Four people died and at least 70 others were hurt in a powerful blast at a hotel near a mosque in the tinderbox town of Malegaon in Maharashtra state, the Press Trust of India news agency reported.
Reports said rioting broke out after the blast, causing several more injuries - including of five policemen. Police resorted to firing in the air to control angry crowds and imposed a curfew over part of the town.
In the neighbouring state of Gujarat, where Hindu-Muslim tensions also run high, a 15-year-old Muslim boy was killed and 10 others wounded in another crude bomb attack in a mainly Muslim part of the town of Modasa, PTI said.
PTI said the blast occurred in a market crowded with people following the breaking of the Ramadan fast.

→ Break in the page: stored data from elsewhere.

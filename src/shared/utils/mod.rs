pub mod logger;
pub mod rate_limiter;

pub use logger::{init_logger, LogContext, TimedOperation};
pub use rate_limiter::SearchThrottle;
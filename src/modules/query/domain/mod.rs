pub mod services;
pub mod value_objects;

"There was a motorcycle carrying an explosive. We are reviewing security arrangements," Gujarat's Home Minister Amit Shah told Indian media.

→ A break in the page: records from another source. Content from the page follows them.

use log::{debug, error, info, warn};
use std::sync::Once;

static INIT: Once = Once::new();

/// Initialize the logging system
/// This should be called once at application startup; `RUST_LOG` overrides the defaults
pub fn init_logger() {
    INIT.call_once(|| {
        env_logger::Builder::new()
            .filter_level(log::LevelFilter::Warn) // Default level
            .filter_module("onion_lib", log::LevelFilter::Info) // More verbose for our app
            .filter_module("reqwest", log::LevelFilter::Warn) // Reduce HTTP noise
            .filter_module("hyper", log::LevelFilter::Warn)
            .parse_default_env()
            .format_timestamp_secs()
            .format_module_path(false)
            .init();

        debug!("Logging system initialized");
    });
}

/// Structured logging helpers for common patterns
pub struct LogContext;

impl LogContext {
    /// Log backend API calls
    pub fn api_call(endpoint: &str, status: &str, duration_ms: Option<u64>) {
        match duration_ms {
            Some(duration) => info!("API: {} {} in {}ms", endpoint, status, duration),
            None => debug!("API: Starting {}", endpoint),
        }
    }

    /// Log search submissions
    pub fn search_operation(query: &str, category: Option<&str>, outcome: Option<&str>) {
        match (category, outcome) {
            (Some(c), Some(o)) => info!("Search: '{}' as {} finished with {}", query, c, o),
            (Some(c), None) => debug!("Search: Dispatching '{}' as {}", query, c),
            (None, Some(o)) => info!("Search: '{}' rejected: {}", query, o),
            (None, None) => debug!("Search: Received '{}'", query),
        }
    }

    /// Log login, registration and logout attempts
    pub fn auth_operation(operation: &str, email: Option<&str>, success: bool) {
        let who = email.unwrap_or("current session");
        if success {
            info!("Auth: {} succeeded for {}", operation, who);
        } else {
            warn!("Auth: {} failed for {}", operation, who);
        }
    }

    /// Log errors with context
    pub fn error_with_context(error: &dyn std::error::Error, context: &str) {
        error!("{}: {}", context, error);
    }

    /// Log performance metrics
    pub fn performance_metric(operation: &str, duration_ms: u64, additional_info: &str) {
        debug!(
            "Performance: {} took {}ms ({})",
            operation, duration_ms, additional_info
        );
    }
}

/// Helper for timing operations
pub struct TimedOperation {
    start: std::time::Instant,
    operation: String,
}

impl TimedOperation {
    pub fn new(operation: &str) -> Self {
        debug!("Starting: {}", operation);
        Self {
            start: std::time::Instant::now(),
            operation: operation.to_string(),
        }
    }

    pub fn elapsed_ms(&self) -> u64 {
        self.start.elapsed().as_millis() as u64
    }

    pub fn finish_with_info(self, info: &str) -> u64 {
        let duration = self.elapsed_ms();
        LogContext::performance_metric(&self.operation, duration, info);
        duration
    }
}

The NDTV news channel said an alert has been sounded across western India.
Both explosions appeared to target Muslim areas, and come after a wave of serial explosions in several Indian cities seemingly directed at middle-class Hindus.
The town of Malegaon was hit by simultaneous bomb blasts in September 2006 which killed 38 people and wounded more than 100. Most of the victims were Muslims.
Gujarat state, ruled by the Hindu nationalist opposition, is also considered particularly sensitive because it was the scene of serious rioting in 2002, when an estimated 2,000 people - mostly Muslims - were killed by Hindu mobs taking revenge for a train blaze that killed scores of Hindu pilgrims.
Gujarat's commercial capital Ahmedabad had been hit by a string of 16 bombs on July 27 that killed 45 and injured over 160. These attacks were claimed by a shadowy Islamist militant group called the Indian Mujahideen.
Police in Ahmedabad had also announced on Monday they had found 17 "crude explosive devices" dumped in rubbish.
Several other Indian cities - Jaipur, Bangalore and New Delhi - have been hit by serial bombings since May, also claimed by the Indian Mujahideen.
On Saturday a bomb exploded in a crowded market in the capital, leaving two dead and 22 wounded.
The New Delhi bombing came exactly two weeks after the capital was hit by a string of more deadly serial blasts in crowded markets popular among more wealthy residents of the capital.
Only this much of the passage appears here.